Requirement: Among the entries below, find every line that has "WalkDir" and pull it out.

(Input data begins)

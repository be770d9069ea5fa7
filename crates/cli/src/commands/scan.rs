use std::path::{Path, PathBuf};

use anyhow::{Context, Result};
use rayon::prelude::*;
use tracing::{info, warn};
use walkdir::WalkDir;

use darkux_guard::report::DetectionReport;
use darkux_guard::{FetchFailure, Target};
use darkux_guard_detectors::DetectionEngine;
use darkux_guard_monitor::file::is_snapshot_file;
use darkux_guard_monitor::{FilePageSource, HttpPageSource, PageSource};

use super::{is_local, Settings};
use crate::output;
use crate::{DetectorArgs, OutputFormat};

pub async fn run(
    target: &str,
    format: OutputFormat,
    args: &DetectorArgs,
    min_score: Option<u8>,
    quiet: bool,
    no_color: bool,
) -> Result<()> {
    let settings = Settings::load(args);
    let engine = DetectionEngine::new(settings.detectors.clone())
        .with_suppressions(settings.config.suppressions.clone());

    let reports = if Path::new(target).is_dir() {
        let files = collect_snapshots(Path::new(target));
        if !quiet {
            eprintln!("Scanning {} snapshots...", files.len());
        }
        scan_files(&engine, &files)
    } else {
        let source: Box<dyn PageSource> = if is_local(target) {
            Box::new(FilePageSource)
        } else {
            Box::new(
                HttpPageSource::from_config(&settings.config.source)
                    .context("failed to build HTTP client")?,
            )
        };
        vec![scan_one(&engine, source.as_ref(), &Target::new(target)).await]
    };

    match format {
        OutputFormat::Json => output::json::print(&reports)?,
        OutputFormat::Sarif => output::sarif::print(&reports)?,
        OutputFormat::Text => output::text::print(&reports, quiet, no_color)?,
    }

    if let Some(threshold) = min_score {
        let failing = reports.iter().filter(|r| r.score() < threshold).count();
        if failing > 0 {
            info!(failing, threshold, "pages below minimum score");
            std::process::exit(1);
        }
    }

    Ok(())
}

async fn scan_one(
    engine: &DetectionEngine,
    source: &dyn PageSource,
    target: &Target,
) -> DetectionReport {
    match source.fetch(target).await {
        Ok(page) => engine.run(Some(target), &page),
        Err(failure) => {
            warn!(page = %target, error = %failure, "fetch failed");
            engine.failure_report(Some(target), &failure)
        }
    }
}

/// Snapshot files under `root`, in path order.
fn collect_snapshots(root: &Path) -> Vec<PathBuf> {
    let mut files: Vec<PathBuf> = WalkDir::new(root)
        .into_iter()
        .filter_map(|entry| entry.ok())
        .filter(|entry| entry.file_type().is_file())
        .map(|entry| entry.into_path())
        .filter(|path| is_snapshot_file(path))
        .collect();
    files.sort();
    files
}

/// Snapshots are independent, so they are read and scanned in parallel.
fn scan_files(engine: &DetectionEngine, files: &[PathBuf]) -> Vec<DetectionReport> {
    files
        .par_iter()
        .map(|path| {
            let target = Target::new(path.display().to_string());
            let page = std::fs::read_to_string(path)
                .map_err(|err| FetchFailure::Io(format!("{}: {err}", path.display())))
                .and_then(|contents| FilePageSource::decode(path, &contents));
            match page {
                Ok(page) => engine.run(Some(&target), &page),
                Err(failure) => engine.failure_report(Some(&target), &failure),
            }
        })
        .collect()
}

(Input data ends)
(Input data begins)

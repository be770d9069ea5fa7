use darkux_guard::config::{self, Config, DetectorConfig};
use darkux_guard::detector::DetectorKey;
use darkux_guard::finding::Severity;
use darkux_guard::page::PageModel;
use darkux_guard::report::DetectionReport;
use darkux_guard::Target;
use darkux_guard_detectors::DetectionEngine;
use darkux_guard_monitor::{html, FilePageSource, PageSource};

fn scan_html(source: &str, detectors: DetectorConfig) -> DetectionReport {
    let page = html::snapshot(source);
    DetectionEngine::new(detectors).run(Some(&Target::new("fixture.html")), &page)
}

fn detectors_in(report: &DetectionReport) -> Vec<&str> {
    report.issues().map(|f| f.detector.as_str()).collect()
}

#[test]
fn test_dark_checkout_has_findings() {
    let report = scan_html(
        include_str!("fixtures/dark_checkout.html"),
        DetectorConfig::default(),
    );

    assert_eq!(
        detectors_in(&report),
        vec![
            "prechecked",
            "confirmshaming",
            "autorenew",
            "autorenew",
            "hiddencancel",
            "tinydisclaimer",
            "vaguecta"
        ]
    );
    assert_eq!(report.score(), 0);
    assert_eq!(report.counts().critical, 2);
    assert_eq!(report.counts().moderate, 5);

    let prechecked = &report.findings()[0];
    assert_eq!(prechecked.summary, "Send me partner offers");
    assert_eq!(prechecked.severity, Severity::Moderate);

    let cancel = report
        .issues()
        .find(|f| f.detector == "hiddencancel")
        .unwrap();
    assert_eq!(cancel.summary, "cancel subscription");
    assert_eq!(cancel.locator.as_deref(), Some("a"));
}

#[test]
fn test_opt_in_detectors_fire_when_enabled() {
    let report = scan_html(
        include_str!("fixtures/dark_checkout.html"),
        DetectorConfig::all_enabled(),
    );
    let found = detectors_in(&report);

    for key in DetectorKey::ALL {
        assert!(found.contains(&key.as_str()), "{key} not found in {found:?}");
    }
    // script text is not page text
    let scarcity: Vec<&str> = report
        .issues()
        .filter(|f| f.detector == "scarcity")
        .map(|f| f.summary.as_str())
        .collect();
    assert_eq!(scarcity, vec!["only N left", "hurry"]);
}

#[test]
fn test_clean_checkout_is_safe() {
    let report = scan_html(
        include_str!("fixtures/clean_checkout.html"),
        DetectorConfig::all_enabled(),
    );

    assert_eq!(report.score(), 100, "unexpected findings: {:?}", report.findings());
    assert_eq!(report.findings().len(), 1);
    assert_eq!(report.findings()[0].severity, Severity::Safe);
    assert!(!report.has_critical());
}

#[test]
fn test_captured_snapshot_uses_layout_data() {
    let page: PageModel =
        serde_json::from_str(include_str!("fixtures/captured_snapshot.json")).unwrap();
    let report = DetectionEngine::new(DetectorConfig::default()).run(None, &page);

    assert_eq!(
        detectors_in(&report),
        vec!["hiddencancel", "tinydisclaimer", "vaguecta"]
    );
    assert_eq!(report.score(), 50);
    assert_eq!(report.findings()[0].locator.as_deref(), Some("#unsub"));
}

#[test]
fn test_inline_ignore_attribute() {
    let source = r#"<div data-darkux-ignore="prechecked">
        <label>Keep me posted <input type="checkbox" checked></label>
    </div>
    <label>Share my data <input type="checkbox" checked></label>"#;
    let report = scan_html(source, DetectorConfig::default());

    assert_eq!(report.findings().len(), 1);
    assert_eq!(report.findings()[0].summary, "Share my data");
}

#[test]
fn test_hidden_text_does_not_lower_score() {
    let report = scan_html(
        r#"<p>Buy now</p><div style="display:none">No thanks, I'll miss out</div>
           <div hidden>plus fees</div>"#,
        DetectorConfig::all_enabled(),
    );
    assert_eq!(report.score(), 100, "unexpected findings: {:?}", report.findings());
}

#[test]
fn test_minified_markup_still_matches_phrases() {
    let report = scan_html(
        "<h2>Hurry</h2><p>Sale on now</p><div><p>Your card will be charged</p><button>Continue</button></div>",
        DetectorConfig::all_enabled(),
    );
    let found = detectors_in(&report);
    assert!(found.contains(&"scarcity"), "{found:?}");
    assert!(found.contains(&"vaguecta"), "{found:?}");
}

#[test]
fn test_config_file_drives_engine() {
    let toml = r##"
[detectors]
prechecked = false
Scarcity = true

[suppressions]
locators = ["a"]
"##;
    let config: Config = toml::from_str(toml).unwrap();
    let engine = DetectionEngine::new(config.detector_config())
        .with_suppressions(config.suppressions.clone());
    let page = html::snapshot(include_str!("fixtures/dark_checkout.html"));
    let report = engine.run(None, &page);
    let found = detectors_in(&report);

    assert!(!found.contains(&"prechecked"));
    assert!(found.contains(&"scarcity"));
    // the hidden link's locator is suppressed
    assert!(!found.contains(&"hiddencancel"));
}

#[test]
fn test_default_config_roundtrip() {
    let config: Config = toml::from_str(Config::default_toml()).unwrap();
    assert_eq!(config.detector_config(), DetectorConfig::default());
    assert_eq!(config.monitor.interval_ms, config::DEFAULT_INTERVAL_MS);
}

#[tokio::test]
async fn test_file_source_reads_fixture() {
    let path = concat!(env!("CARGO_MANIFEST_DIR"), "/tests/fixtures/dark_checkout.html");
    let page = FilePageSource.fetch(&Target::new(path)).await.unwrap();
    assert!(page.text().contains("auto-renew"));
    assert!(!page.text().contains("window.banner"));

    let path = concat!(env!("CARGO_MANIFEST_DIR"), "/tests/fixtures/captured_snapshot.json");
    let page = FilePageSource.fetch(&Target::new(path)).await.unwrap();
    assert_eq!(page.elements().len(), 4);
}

(Input data ends)
(Input data begins)

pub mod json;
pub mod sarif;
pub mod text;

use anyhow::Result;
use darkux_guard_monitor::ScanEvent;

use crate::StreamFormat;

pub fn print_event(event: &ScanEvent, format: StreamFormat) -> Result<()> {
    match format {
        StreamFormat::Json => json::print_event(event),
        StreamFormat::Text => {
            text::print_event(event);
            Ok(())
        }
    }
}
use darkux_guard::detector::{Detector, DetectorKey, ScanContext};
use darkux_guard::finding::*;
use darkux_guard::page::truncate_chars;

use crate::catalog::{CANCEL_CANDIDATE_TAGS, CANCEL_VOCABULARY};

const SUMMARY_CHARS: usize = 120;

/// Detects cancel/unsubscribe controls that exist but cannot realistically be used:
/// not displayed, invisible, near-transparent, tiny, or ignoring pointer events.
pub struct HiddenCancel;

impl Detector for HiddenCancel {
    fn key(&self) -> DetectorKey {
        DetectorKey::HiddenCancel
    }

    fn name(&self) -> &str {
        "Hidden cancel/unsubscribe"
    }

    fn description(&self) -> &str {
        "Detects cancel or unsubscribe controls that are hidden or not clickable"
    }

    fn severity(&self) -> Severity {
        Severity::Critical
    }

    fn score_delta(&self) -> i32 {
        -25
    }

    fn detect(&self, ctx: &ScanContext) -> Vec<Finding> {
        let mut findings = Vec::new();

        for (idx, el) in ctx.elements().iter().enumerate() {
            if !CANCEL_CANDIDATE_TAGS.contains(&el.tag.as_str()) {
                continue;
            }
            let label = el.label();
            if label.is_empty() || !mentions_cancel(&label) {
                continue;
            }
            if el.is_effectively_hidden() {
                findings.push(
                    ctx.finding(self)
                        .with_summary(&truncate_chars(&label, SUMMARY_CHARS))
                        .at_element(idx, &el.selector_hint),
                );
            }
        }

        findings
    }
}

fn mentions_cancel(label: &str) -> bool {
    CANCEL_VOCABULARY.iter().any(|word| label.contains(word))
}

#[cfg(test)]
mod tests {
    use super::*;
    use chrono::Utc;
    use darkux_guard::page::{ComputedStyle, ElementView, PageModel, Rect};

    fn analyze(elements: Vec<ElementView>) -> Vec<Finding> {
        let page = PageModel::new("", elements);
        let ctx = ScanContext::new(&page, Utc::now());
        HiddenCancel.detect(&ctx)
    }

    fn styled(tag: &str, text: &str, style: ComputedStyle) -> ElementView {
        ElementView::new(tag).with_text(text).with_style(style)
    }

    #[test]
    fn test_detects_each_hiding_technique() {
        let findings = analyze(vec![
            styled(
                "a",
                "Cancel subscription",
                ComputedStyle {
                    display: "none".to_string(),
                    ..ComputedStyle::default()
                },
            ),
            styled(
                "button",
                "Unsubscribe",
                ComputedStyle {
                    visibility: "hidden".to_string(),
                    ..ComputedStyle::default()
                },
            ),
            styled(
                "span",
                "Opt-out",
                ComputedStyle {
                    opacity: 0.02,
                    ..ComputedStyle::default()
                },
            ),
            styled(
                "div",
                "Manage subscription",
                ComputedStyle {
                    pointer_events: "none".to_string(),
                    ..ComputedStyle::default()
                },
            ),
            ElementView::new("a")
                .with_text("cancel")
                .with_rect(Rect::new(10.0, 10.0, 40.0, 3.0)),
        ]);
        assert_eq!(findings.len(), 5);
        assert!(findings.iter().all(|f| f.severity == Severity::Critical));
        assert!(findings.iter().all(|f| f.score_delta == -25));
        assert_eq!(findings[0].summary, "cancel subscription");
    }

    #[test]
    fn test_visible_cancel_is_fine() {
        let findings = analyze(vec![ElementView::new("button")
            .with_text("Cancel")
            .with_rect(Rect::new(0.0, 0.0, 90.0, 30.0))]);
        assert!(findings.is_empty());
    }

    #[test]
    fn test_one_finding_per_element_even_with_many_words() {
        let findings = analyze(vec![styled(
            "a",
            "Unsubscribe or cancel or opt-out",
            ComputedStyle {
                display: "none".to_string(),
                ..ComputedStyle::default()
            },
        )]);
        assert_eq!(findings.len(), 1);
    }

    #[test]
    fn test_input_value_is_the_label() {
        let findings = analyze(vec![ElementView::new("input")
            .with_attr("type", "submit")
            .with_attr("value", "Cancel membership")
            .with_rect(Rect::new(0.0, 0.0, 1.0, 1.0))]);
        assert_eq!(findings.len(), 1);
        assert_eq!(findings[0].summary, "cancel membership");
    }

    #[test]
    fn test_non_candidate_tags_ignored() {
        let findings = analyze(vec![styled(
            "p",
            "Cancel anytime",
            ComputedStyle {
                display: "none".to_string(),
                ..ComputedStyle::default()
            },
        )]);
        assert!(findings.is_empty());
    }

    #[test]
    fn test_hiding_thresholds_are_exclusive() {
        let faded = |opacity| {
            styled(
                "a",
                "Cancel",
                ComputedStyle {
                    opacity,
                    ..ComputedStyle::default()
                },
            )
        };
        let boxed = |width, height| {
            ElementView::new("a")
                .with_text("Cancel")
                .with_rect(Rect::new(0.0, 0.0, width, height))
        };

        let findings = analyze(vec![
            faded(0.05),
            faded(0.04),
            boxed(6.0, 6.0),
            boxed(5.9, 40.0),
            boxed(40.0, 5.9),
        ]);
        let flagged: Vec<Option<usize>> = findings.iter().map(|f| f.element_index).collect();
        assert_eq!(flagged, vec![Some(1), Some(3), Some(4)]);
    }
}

(Input data ends)

Result:
use walkdir::WalkDir;
    let mut files: Vec<PathBuf> = WalkDir::new(root)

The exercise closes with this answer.